Прямой эфир

«Боль должна быть распределена между всеми россиянами, а не концентрироваться на бедных»

Советы профессора Калифорнийского университета Барри Эйхенгрина
Шанецкая
12 661
17:26, 14.01.2016

Какие риски 2016 года не учитывают большинство экспертов, почему доллар — «самая чистая грязная рубашка», нужно ли слепо следовать модели успешных стран. За кулисами Гайдаровского форума, профессор экономики и политологии Калифорнийского университета в Беркли Барри Эйхенгрин поделился своими опасениями и советами с Натальей Шанецкой.

Оригинальную версию интервью с Барри Эйхенгрином смотрите здесь

«Боль должна быть распределена между всеми россиянами, а не концентрироваться на бедных»

Шанецкая: Вы сегодня присутствовали на выступлении премьер-министра Дмитрия Медведева. Насколько реалистично, как вам кажется, он воспринимает нынешнюю экономическую ситуацию?

Эйхенгрин:  Я думаю, что его понимание достаточно реалистично.
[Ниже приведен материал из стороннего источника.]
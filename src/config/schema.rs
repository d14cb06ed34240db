//! Configuration schema definitions.
//!
//! This module defines the complete configuration structure for the checker.
//! All types derive Serde traits for deserialization from config files.

use serde::{Deserialize, Serialize};

/// Root configuration for the STUN checker.
#[derive(Debug, Clone, Deserialize, Serialize)]
#[serde(default)]
pub struct StunCheckConfig {
    /// STUN servers to check, each `host[:port]` (ie. "stun.example.com:3478").
    pub servers: Vec<String>,

    /// HTTP bind address. Its IP is also used for the STUN sockets.
    pub listen_address: String,

    /// Probe scheduling.
    pub probe: ProbeConfig,

    /// Health thresholds.
    pub health: HealthConfig,

    /// Re-resolution of server names.
    pub dns: DnsConfig,

    /// Observability settings.
    pub observability: ObservabilityConfig,
}

impl Default for StunCheckConfig {
    fn default() -> Self {
        Self {
            servers: Vec::new(),
            listen_address: "0.0.0.0:8080".to_string(),
            probe: ProbeConfig::default(),
            health: HealthConfig::default(),
            dns: DnsConfig::default(),
            observability: ObservabilityConfig::default(),
        }
    }
}

/// Probe scheduling configuration.
#[derive(Debug, Clone, Deserialize, Serialize)]
#[serde(default)]
pub struct ProbeConfig {
    /// Seconds between probes to each server.
    pub delay_secs: u64,

    /// Milliseconds before an unanswered probe counts as failed.
    pub timeout_ms: u64,

    /// Number of recent results kept per server.
    pub cached_results: usize,

    /// Spacing of the initial probes sent to a new server.
    pub seed_spacing_ms: u64,
}

impl Default for ProbeConfig {
    fn default() -> Self {
        Self {
            delay_secs: 5,
            timeout_ms: 1000,
            cached_results: 100,
            seed_spacing_ms: 50,
        }
    }
}

/// Health threshold configuration.
#[derive(Debug, Clone, Deserialize, Serialize)]
#[serde(default)]
pub struct HealthConfig {
    /// Recent average latency above this marks a server as violating.
    pub max_latency_ms: u64,

    /// Recent failure fraction above this marks a server as violating (0.0 - 1.0).
    pub max_failure_pct: f64,

    /// Milliseconds between health evaluations.
    pub interval_ms: u64,
}

impl Default for HealthConfig {
    fn default() -> Self {
        Self {
            max_latency_ms: 100,
            max_failure_pct: 0.10,
            interval_ms: 1000,
        }
    }
}

/// DNS re-resolution configuration.
#[derive(Debug, Clone, Deserialize, Serialize)]
#[serde(default)]
pub struct DnsConfig {
    /// Seconds between resolution rounds.
    pub resolve_interval_secs: u64,
}

impl Default for DnsConfig {
    fn default() -> Self {
        Self {
            resolve_interval_secs: 5,
        }
    }
}

/// Observability configuration.
#[derive(Debug, Clone, Deserialize, Serialize)]
#[serde(default)]
pub struct ObservabilityConfig {
    /// Log level (trace, debug, info, warn, error).
    pub log_level: String,

    /// Enable metrics endpoint.
    pub metrics_enabled: bool,

    /// Metrics endpoint bind address.
    pub metrics_address: String,
}

impl Default for ObservabilityConfig {
    fn default() -> Self {
        Self {
            log_level: "info".to_string(),
            metrics_enabled: true,
            metrics_address: "0.0.0.0:9090".to_string(),
        }
    }
}

#[cfg(test)]
mod tests {
    use super::*;

    #[test]
    fn minimal_file_uses_defaults() {
        let config: StunCheckConfig = toml::from_str(r#"servers = ["stun.example.com"]"#).unwrap();
        assert_eq!(config.servers, vec!["stun.example.com"]);
        assert_eq!(config.probe.delay_secs, 5);
        assert_eq!(config.probe.cached_results, 100);
        assert_eq!(config.health.max_latency_ms, 100);
        assert_eq!(config.health.max_failure_pct, 0.10);
        assert_eq!(config.observability.metrics_address, "0.0.0.0:9090");
    }

    #[test]
    fn nested_sections_override() {
        let config: StunCheckConfig = toml::from_str(
            r#"
            servers = ["a.example:1", "b.example"]
            listen_address = "127.0.0.1:9000"

            [probe]
            delay_secs = 10

            [health]
            max_failure_pct = 0.25

            [observability]
            metrics_enabled = false
            "#,
        )
        .unwrap();
        assert_eq!(config.listen_address, "127.0.0.1:9000");
        assert_eq!(config.probe.delay_secs, 10);
        assert_eq!(config.probe.timeout_ms, 1000);
        assert_eq!(config.health.max_failure_pct, 0.25);
        assert!(!config.observability.metrics_enabled);
    }
}
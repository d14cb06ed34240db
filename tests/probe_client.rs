//! Probe client behaviour against a fake STUN server.

use futures_util::future::join_all;
use std::sync::Arc;
use std::time::Duration;

use stun_check::probe::{ProbeClient, ProbeError, ProbeOptions};

mod common;
use common::{approx_eq, start_fake_stun_server, Reply};

async fn started_client(remote: std::net::SocketAddr, window_size: usize, timeout_ms: u64) -> Arc<ProbeClient> {
    let client = Arc::new(ProbeClient::new(
        "127.0.0.1:0".parse().unwrap(),
        remote,
        ProbeOptions {
            window_size,
            timeout: Duration::from_millis(timeout_ms),
        },
    ));
    client.start().await.unwrap();
    client
}

#[tokio::test]
async fn test_unanswered_probe_times_out() {
    let server = start_fake_stun_server(|_| Reply::Ignore).await;
    let client = started_client(server.addr, 10, 200).await;

    let result = client.send_probe().await.await;
    assert!(matches!(result, Err(ProbeError::Timeout(_))));

    assert_eq!(client.current_completed_pct(), 0.0);
    assert_eq!(client.current_failed_pct(), 1.0);
    assert_eq!(client.current_latency_avg(), 0.0);
    assert_eq!(client.total_requests(), 1);

    client.reset_stats();
    assert_eq!(client.current_completed_pct(), 1.0);
    assert_eq!(client.current_failed_pct(), 0.0);
    assert_eq!(client.total_requests(), 0);

    client.stop();
}

#[tokio::test]
async fn test_all_probes_answered() {
    let server = start_fake_stun_server(|_| Reply::Answer).await;
    let client = started_client(server.addr, 100, 1000).await;

    let mut handles = Vec::new();
    for _ in 0..50 {
        handles.push(client.send_probe().await);
    }
    for result in join_all(handles).await {
        let response = result.unwrap();
        assert!(response.mapped_address().is_some());
    }

    let stats = client.stats();
    assert_eq!(stats.current_completed_pct, 1.0);
    assert_eq!(stats.current_failed_pct, 0.0);
    assert!(stats.current_latency_avg > 0.0);
    assert_eq!(stats.total_requests, 50);
    assert_eq!(stats.total_completed_pct, 1.0);
    assert_eq!(server.received(), 50);

    client.stop();
}

#[tokio::test]
async fn test_malformed_response_is_ignored() {
    let server = start_fake_stun_server(|_| Reply::Garbage).await;
    let client = started_client(server.addr, 10, 300).await;

    let handle = client.send_probe().await;
    assert!(common::wait_until(Duration::from_secs(1), || server.received() == 1).await);
    tokio::time::sleep(Duration::from_millis(50)).await;

    // Garbage arrived but nothing moved.
    assert!(client.has_pending_requests());
    let window = client.window_summary();
    assert_eq!((window.completed, window.failed, window.pending), (0, 0, 1));
    assert_eq!(client.total_requests(), 1);

    assert!(matches!(handle.await, Err(ProbeError::Timeout(_))));
    assert_eq!(client.window_summary().failed, 1);
    assert_eq!(client.total_failed_pct(), 1.0);

    client.stop();
}

#[tokio::test]
async fn test_window_tracks_only_recent_requests() {
    // First 50: every other one answered. Next 50: every fourth one dropped.
    let server = start_fake_stun_server(|i| match i {
        i if i < 50 && i % 2 == 1 => Reply::Ignore,
        i if i >= 50 && (i - 50) % 4 == 0 => Reply::Ignore,
        _ => Reply::Answer,
    })
    .await;
    let client = started_client(server.addr, 10, 250).await;

    async fn run_batch(client: &ProbeClient, answered: impl Fn(usize) -> bool) {
        let mut unanswered = Vec::new();
        for i in 0..50 {
            let handle = client.send_probe().await;
            if answered(i) {
                assert!(handle.await.is_ok(), "probe {i} should be answered");
            } else {
                unanswered.push(handle);
            }
        }
        for result in join_all(unanswered).await {
            assert!(matches!(result, Err(ProbeError::Timeout(_))));
        }
    }

    run_batch(&client, |i| i % 2 == 0).await;
    assert!(approx_eq(client.current_completed_pct(), 0.5));
    assert_eq!(client.window_summary().completed + client.window_summary().failed, 10);

    run_batch(&client, |i| i % 4 != 0).await;
    assert!(approx_eq(client.current_completed_pct(), 0.70));
    assert!(approx_eq(client.current_failed_pct(), 0.30));
    assert!(approx_eq(client.total_completed_pct(), 0.62));
    assert_eq!(client.total_requests(), 100);

    client.stop();
}

#[tokio::test]
async fn test_stop_resolves_outstanding_probes() {
    let server = start_fake_stun_server(|_| Reply::Ignore).await;
    let client = started_client(server.addr, 10, 5_000).await;

    let handles: Vec<_> = {
        let mut v = Vec::new();
        for _ in 0..5 {
            v.push(client.send_probe().await);
        }
        v
    };
    client.stop();

    for result in join_all(handles).await {
        assert!(matches!(result, Err(ProbeError::Shutdown)));
    }
    assert_eq!(client.total_requests(), 0);
    assert!(matches!(client.send_probe().await.await, Err(ProbeError::NotRunning)));
}

#[tokio::test]
async fn test_restart_after_stop() {
    let server = start_fake_stun_server(|_| Reply::Answer).await;
    let client = started_client(server.addr, 10, 1000).await;

    assert!(client.send_probe().await.await.is_ok());
    client.stop();
    client.start().await.unwrap();

    assert_eq!(client.total_requests(), 0);
    assert!(client.send_probe().await.await.is_ok());
    assert_eq!(client.total_requests(), 1);
    assert_eq!(client.total_completed_pct(), 1.0);

    client.stop();
}

#[tokio::test]
async fn test_failed_send_is_not_tracked() {
    // An IPv4 socket cannot reach an IPv6 destination.
    let client = Arc::new(ProbeClient::new(
        "127.0.0.1:0".parse().unwrap(),
        "[::1]:3478".parse().unwrap(),
        ProbeOptions {
            window_size: 10,
            timeout: Duration::from_millis(200),
        },
    ));
    client.start().await.unwrap();

    let result = client.send_probe().await.await;
    assert!(matches!(result, Err(ProbeError::Transport(_))));
    assert_eq!(client.total_requests(), 0);
    assert!(!client.has_pending_requests());
    let window = client.window_summary();
    assert_eq!((window.completed, window.failed, window.pending), (0, 0, 0));

    client.stop();
}

#[tokio::test]
async fn test_large_response_is_matched() {
    let server = start_fake_stun_server(|_| Reply::Oversized).await;
    let client = started_client(server.addr, 10, 1000).await;

    let response = client.send_probe().await.await.unwrap();
    assert!(response.mapped_address().is_some());
    assert_eq!(client.window_summary().completed, 1);

    client.stop();
}
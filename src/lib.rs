//! STUN fleet health checker.
//!
//! Probes a set of STUN servers with Binding Requests, keeps per-server
//! latency and loss statistics, and serves the fleet's health over HTTP.

pub mod config;
pub mod fleet;
pub mod http;
pub mod lifecycle;
pub mod observability;
pub mod probe;
pub mod stun;

pub use config::schema::StunCheckConfig;
pub use fleet::{FleetConfig, FleetCoordinator, HealthSnapshot};
pub use http::HttpServer;
pub use lifecycle::Shutdown;
pub use probe::{ProbeClient, ProbeError, ProbeOptions};
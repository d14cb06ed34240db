//! Configuration management subsystem.
//!
//! # Data Flow
//! ```text
//! defaults
//!     → config file (TOML, optional, loader.rs)
//!     → STUN_* environment and flags (cli.rs, merged by clap)
//!     → validation.rs (clamp, semantic checks)
//!     → StunCheckConfig (immutable) → FleetConfig
//! ```
//!
//! # Design Decisions
//! - Config is immutable once loaded
//! - All fields have defaults to allow minimal configs
//! - Validation separates syntactic (serde, clap) from semantic checks

pub mod cli;
pub mod loader;
pub mod schema;
pub mod validation;

pub use cli::Cli;
pub use loader::{load_config, resolve_config, ConfigError};
pub use schema::StunCheckConfig;
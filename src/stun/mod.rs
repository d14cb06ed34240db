//! STUN wire format.
//!
//! # Data Flow
//! ```text
//! ProbeClient::send_probe
//!     → message.rs (build Binding Request, encode header + attributes)
//!     → UDP send_to
//!
//! UDP receive task
//!     → message.rs (parse header, walk attribute TLVs)
//!     → ProbeClient matches transaction ID
//! ```
//!
//! # Design Decisions
//! - Only the header is needed for correlation; attributes are kept raw
//! - MAPPED-ADDRESS and XOR-MAPPED-ADDRESS decoded on demand
//! - Anything that fails header validation is rejected with a typed error

pub mod message;

pub use message::{
    Attribute, MessageType, StunError, StunMessage, TransactionId, HEADER_SIZE, MAGIC_COOKIE,
};
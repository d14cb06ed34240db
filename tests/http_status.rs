//! End-to-end: fake STUN server → fleet → HTTP status endpoints.

use std::io;
use std::net::{IpAddr, Ipv4Addr, SocketAddr};
use std::time::Duration;
use tokio::net::TcpListener;
use tokio::sync::oneshot;

use stun_check::fleet::{FleetConfig, FleetCoordinator, Resolver, StunTarget};
use stun_check::http::HttpServer;

mod common;
use common::{start_fake_stun_server, wait_until, Reply};

struct Fixed(SocketAddr);

impl Resolver for Fixed {
    async fn resolve(&self, _target: &StunTarget) -> io::Result<Vec<SocketAddr>> {
        Ok(vec![self.0])
    }
}

#[tokio::test]
async fn test_status_endpoints_over_http() {
    let stun = start_fake_stun_server(|_| Reply::Answer).await;
    let fleet = FleetCoordinator::new(
        FleetConfig {
            targets: vec![StunTarget::new("stun.http.test", 3478)],
            bind_ip: IpAddr::V4(Ipv4Addr::LOCALHOST),
            window_size: 10,
            seed_spacing: Duration::from_millis(1),
            ..FleetConfig::default()
        },
        Fixed(stun.addr),
    );
    fleet.reconcile().await;

    let client = fleet.client(&stun.addr).unwrap();
    assert!(wait_until(Duration::from_secs(2), || client.window_summary().completed == 10).await);
    fleet.refresh_health();

    let listener = TcpListener::bind("127.0.0.1:0").await.unwrap();
    let http_addr = listener.local_addr().unwrap();
    let (stop_tx, stop_rx) = oneshot::channel::<()>();
    let server = tokio::spawn(HttpServer::new(fleet.snapshot_handle()).run(listener, async move {
        let _ = stop_rx.await;
    }));

    let http = reqwest::Client::new();
    let base = format!("http://{http_addr}");

    let res = http.get(format!("{base}/status")).send().await.unwrap();
    assert_eq!(res.status(), 200);
    assert!(res.text().await.unwrap().is_empty());

    let res = http.get(format!("{base}/stun_status")).send().await.unwrap();
    assert_eq!(res.status(), 200);
    assert_eq!(res.headers()["connection"], "close");
    let json: serde_json::Value = serde_json::from_str(&res.text().await.unwrap()).unwrap();
    let entry = &json[stun.addr.to_string()];
    assert_eq!(entry["current_completed"], "1.0000");
    assert_eq!(entry["current_failed"], "0.0000");
    assert_eq!(entry["total_requests"], 10);

    let res = http.get(format!("{base}/nope")).send().await.unwrap();
    assert_eq!(res.status(), 400);

    let _ = stop_tx.send(());
    server.await.unwrap().unwrap();
    fleet.stop().await;
}
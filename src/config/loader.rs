//! Configuration loading from disk and the command line.

use std::fs;
use std::path::Path;

use crate::config::cli::Cli;
use crate::config::schema::StunCheckConfig;
use crate::config::validation::{clamp_config, validate_config, ValidationError};

/// Error type for configuration loading.
#[derive(Debug)]
pub enum ConfigError {
    Io(std::io::Error),
    Parse(toml::de::Error),
    Validation(Vec<ValidationError>),
}

impl std::fmt::Display for ConfigError {
    fn fmt(&self, f: &mut std::fmt::Formatter<'_>) -> std::fmt::Result {
        match self {
            ConfigError::Io(e) => write!(f, "IO error: {}", e),
            ConfigError::Parse(e) => write!(f, "Parse error: {}", e),
            ConfigError::Validation(errors) => {
                write!(f, "Validation failed: ")?;
                for (i, err) in errors.iter().enumerate() {
                    if i > 0 {
                        write!(f, ", ")?;
                    }
                    write!(f, "{}", err)?;
                }
                Ok(())
            }
        }
    }
}

impl std::error::Error for ConfigError {}

/// Parse a TOML configuration file. Values are not yet clamped or validated.
pub fn load_config(path: &Path) -> Result<StunCheckConfig, ConfigError> {
    let content = fs::read_to_string(path).map_err(ConfigError::Io)?;
    toml::from_str(&content).map_err(ConfigError::Parse)
}

/// Build the effective configuration: defaults, then the optional file,
/// then environment and flags (merged by clap), then clamping and validation.
pub fn resolve_config(cli: &Cli) -> Result<StunCheckConfig, ConfigError> {
    let mut config = match &cli.config {
        Some(path) => load_config(path)?,
        None => StunCheckConfig::default(),
    };

    cli.apply(&mut config);
    clamp_config(&mut config);
    validate_config(&config).map_err(ConfigError::Validation)?;

    Ok(config)
}
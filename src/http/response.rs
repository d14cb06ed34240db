//! Response rendering.
//!
//! # Responsibilities
//! - Render a health snapshot as the `/stun_status` JSON document
//! - Map overall health to the HTTP status code
//! - Mark every response `Connection: close`
//!
//! # Design Decisions
//! - Floating statistics are rendered as strings with four decimals
//! - The body is pretty-printed and keyed by the endpoint's `ip:port` form

use axum::{
    body::Body,
    http::{header, HeaderValue, StatusCode},
    response::{IntoResponse, Response},
};
use serde::Serialize;
use std::collections::BTreeMap;

use crate::fleet::HealthSnapshot;
use crate::probe::StatsView;

/// One endpoint's entry in the status document.
#[derive(Debug, Clone, PartialEq, Serialize)]
pub struct StunStatusEntry {
    pub current_latency: String,
    pub current_failed: String,
    pub current_completed: String,
    pub total_latency: String,
    pub total_failed: String,
    pub total_completed: String,
    pub total_requests: u64,
}

impl From<&StatsView> for StunStatusEntry {
    fn from(stats: &StatsView) -> Self {
        Self {
            current_latency: format!("{:.4}", stats.current_latency_avg),
            current_failed: format!("{:.4}", stats.current_failed_pct),
            current_completed: format!("{:.4}", stats.current_completed_pct),
            total_latency: format!("{:.4}", stats.total_latency_avg),
            total_failed: format!("{:.4}", stats.total_failed_pct),
            total_completed: format!("{:.4}", stats.total_completed_pct),
            total_requests: stats.total_requests,
        }
    }
}

/// Pretty JSON body for `/stun_status`.
pub fn stun_status_body(snapshot: &HealthSnapshot) -> Result<String, serde_json::Error> {
    let entries: BTreeMap<String, StunStatusEntry> = snapshot
        .endpoints
        .iter()
        .map(|(endpoint, stats)| (endpoint.to_string(), StunStatusEntry::from(stats)))
        .collect();
    serde_json::to_string_pretty(&entries)
}

/// 200 when the fleet is healthy, 500 otherwise.
pub fn stun_status_code(snapshot: &HealthSnapshot) -> StatusCode {
    if snapshot.overall_healthy {
        StatusCode::OK
    } else {
        StatusCode::INTERNAL_SERVER_ERROR
    }
}

pub fn stun_status_response(snapshot: &HealthSnapshot) -> Response {
    match stun_status_body(snapshot) {
        Ok(body) => closing(
            stun_status_code(snapshot),
            [(header::CONTENT_TYPE, HeaderValue::from_static("application/json"))],
            Body::from(body),
        ),
        Err(e) => {
            tracing::error!(error = %e, "Failed to render stun status");
            empty(StatusCode::INTERNAL_SERVER_ERROR)
        }
    }
}

/// Body-less response with `Connection: close`.
pub fn empty(status: StatusCode) -> Response {
    closing(status, [], Body::empty())
}

fn closing<const N: usize>(
    status: StatusCode,
    headers: [(header::HeaderName, HeaderValue); N],
    body: Body,
) -> Response {
    let mut response = (status, body).into_response();
    let map = response.headers_mut();
    for (name, value) in headers {
        map.insert(name, value);
    }
    map.insert(header::CONNECTION, HeaderValue::from_static("close"));
    response
}

#[cfg(test)]
mod tests {
    use super::*;
    use std::net::SocketAddr;
    use tokio::time::Instant;

    fn snapshot(healthy: bool) -> HealthSnapshot {
        let mut endpoints = BTreeMap::new();
        endpoints.insert(
            "192.0.2.10:3478".parse::<SocketAddr>().unwrap(),
            StatsView {
                current_latency_avg: 12.345678,
                current_failed_pct: 0.1,
                current_completed_pct: 0.9,
                total_latency_avg: 10.0,
                total_failed_pct: 0.05,
                total_completed_pct: 0.95,
                total_requests: 40,
            },
        );
        HealthSnapshot {
            endpoints,
            overall_healthy: healthy,
            last_violation: None,
            generated_at: Instant::now(),
        }
    }

    #[test]
    fn entry_uses_four_decimals() {
        let snap = snapshot(true);
        let entry = StunStatusEntry::from(snap.endpoints.values().next().unwrap());
        assert_eq!(entry.current_latency, "12.3457");
        assert_eq!(entry.current_failed, "0.1000");
        assert_eq!(entry.total_completed, "0.9500");
        assert_eq!(entry.total_requests, 40);
    }

    #[test]
    fn body_is_keyed_by_endpoint() {
        let body = stun_status_body(&snapshot(true)).unwrap();
        let json: serde_json::Value = serde_json::from_str(&body).unwrap();
        let entry = &json["192.0.2.10:3478"];
        assert_eq!(entry["current_completed"], "0.9000");
        assert_eq!(entry["total_requests"], 40);
        assert!(body.contains('\n'), "pretty printed");
    }

    #[test]
    fn status_code_follows_health() {
        assert_eq!(stun_status_code(&snapshot(true)), StatusCode::OK);
        assert_eq!(stun_status_code(&snapshot(false)), StatusCode::INTERNAL_SERVER_ERROR);
    }

    #[test]
    fn responses_close_connection() {
        let response = empty(StatusCode::BAD_REQUEST);
        assert_eq!(response.headers()[header::CONNECTION], "close");
        let response = stun_status_response(&snapshot(false));
        assert_eq!(response.status(), StatusCode::INTERNAL_SERVER_ERROR);
        assert_eq!(response.headers()[header::CONNECTION], "close");
        assert_eq!(response.headers()[header::CONTENT_TYPE], "application/json");
    }
}
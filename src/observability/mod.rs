//! Observability subsystem.
//!
//! # Data Flow
//! ```text
//! All subsystems produce:
//!     → logging.rs (structured log events via tracing)
//!     → metrics.rs (counters, gauges, histograms)
//!
//! Consumers:
//!     → stdout (fmt layer)
//!     → Metrics endpoint (Prometheus scrape)
//! ```
//!
//! # Design Decisions
//! - Per-endpoint metric handles are created once and held by the probe client
//! - Metrics are no-ops until a recorder is installed (tests run without one)

pub mod logging;
pub mod metrics;
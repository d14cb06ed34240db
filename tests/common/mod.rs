//! Shared utilities for integration tests.

#![allow(dead_code)]

use std::net::SocketAddr;
use std::sync::atomic::{AtomicUsize, Ordering};
use std::sync::Arc;
use std::time::Duration;
use tokio::net::UdpSocket;
use tokio::task::JoinHandle;

use stun_check::stun::{Attribute, StunMessage};

/// What the fake server does with the n-th request it receives.
#[derive(Debug, Clone, Copy, PartialEq, Eq)]
pub enum Reply {
    /// Binding Success echoing the transaction ID.
    Answer,
    /// Drop the request.
    Ignore,
    /// Send bytes that are not a STUN message.
    Garbage,
    /// Binding Success padded with a large SOFTWARE attribute.
    Oversized,
}

/// SOFTWARE attribute type, used to pad oversized answers.
const ATTR_SOFTWARE: u16 = 0x8022;

/// A UDP STUN responder driven by a per-request policy.
pub struct FakeStunServer {
    pub addr: SocketAddr,
    received: Arc<AtomicUsize>,
    task: JoinHandle<()>,
}

impl FakeStunServer {
    /// Requests received so far.
    pub fn received(&self) -> usize {
        self.received.load(Ordering::SeqCst)
    }
}

impl Drop for FakeStunServer {
    fn drop(&mut self) {
        self.task.abort();
    }
}

/// Start a fake STUN server on an ephemeral loopback port.
/// Answers are delayed slightly so measured latency is never zero.
pub async fn start_fake_stun_server<F>(policy: F) -> FakeStunServer
where
    F: Fn(usize) -> Reply + Send + Sync + 'static,
{
    let socket = Arc::new(UdpSocket::bind("127.0.0.1:0").await.unwrap());
    let addr = socket.local_addr().unwrap();
    let received = Arc::new(AtomicUsize::new(0));

    let counter = received.clone();
    let task = tokio::spawn(async move {
        let mut buf = vec![0u8; 2048];
        loop {
            let Ok((len, from)) = socket.recv_from(&mut buf).await else {
                break;
            };
            let Ok(request) = StunMessage::parse(&buf[..len]) else {
                continue;
            };
            let index = counter.fetch_add(1, Ordering::SeqCst);

            let payload = match policy(index) {
                Reply::Answer => {
                    StunMessage::binding_success(request.transaction_id, from).encode()
                }
                Reply::Garbage => b"TEST12345".to_vec(),
                Reply::Oversized => {
                    let mut answer = StunMessage::binding_success(request.transaction_id, from);
                    answer.attributes.push(Attribute {
                        kind: ATTR_SOFTWARE,
                        value: vec![b'x'; 4000],
                    });
                    answer.encode()
                }
                Reply::Ignore => continue,
            };

            let socket = socket.clone();
            tokio::spawn(async move {
                tokio::time::sleep(Duration::from_millis(2)).await;
                let _ = socket.send_to(&payload, from).await;
            });
        }
    });

    FakeStunServer {
        addr,
        received,
        task,
    }
}

/// Poll `check` until it holds or `timeout` passes.
pub async fn wait_until<F>(timeout: Duration, mut check: F) -> bool
where
    F: FnMut() -> bool,
{
    let deadline = tokio::time::Instant::now() + timeout;
    while tokio::time::Instant::now() < deadline {
        if check() {
            return true;
        }
        tokio::time::sleep(Duration::from_millis(10)).await;
    }
    check()
}

pub fn approx_eq(a: f64, b: f64) -> bool {
    (a - b).abs() < 1e-9
}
Он признал, что внешние факторы складываются довольно сложно. Я даже предположил бы, что сложнее, чем он думает. Но тем не менее, премьер признал, что в развивающихся рынках в этом году будет очень медленный рост. Также может быть очень медленный рост в США и Европе. Внешняя конъюнктура складывается неблагоприятно. Это может означать, что цены на нефть будут еще более низкими, чем сейчас. Что потребует еще большего секвестра бюджета, чем тот, что премьер-министр признал сегодня. Но мне кажется, что он тем не менее нажал на все правильные кнопки. Он верно упомянул абсолютно все аспекты, что именно нужно делать России для того, чтобы нетрадиционные экспортные товары выходили на первый план и как поддержать рост малого и среднего бизнеса, чтобы сделать российскую экономику более конкурентоспособной. Теперь самое главное и сложное ― начать это реализовывать.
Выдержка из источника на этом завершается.